EXERCISE BRIEF> On the basis of the records below, report how many lines contain the word "groups". Nothing else should be given.

(Dataset entries)
§
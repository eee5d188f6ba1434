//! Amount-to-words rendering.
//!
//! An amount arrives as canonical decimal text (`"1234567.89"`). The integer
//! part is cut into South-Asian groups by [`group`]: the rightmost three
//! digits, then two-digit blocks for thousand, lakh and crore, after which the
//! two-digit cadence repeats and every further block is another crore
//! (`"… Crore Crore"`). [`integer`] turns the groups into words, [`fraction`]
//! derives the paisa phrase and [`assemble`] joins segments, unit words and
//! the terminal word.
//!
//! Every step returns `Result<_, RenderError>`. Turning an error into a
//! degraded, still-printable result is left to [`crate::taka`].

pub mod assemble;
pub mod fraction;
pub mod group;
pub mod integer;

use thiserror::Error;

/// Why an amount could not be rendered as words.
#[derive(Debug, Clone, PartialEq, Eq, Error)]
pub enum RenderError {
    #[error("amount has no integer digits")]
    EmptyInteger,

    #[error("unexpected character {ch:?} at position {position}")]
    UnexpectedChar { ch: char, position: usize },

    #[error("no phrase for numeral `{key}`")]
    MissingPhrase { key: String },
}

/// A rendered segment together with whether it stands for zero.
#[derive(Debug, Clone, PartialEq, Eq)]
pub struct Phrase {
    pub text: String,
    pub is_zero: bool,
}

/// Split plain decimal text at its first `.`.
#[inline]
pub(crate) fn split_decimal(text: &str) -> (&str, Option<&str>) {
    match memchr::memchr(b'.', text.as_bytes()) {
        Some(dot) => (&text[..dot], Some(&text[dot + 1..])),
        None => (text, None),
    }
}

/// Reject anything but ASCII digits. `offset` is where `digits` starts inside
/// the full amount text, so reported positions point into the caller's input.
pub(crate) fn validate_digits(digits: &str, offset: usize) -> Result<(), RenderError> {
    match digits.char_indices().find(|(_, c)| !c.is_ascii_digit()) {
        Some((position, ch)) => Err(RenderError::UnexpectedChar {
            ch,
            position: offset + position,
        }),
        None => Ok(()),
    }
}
§
PROBLEM SOLUTION> 2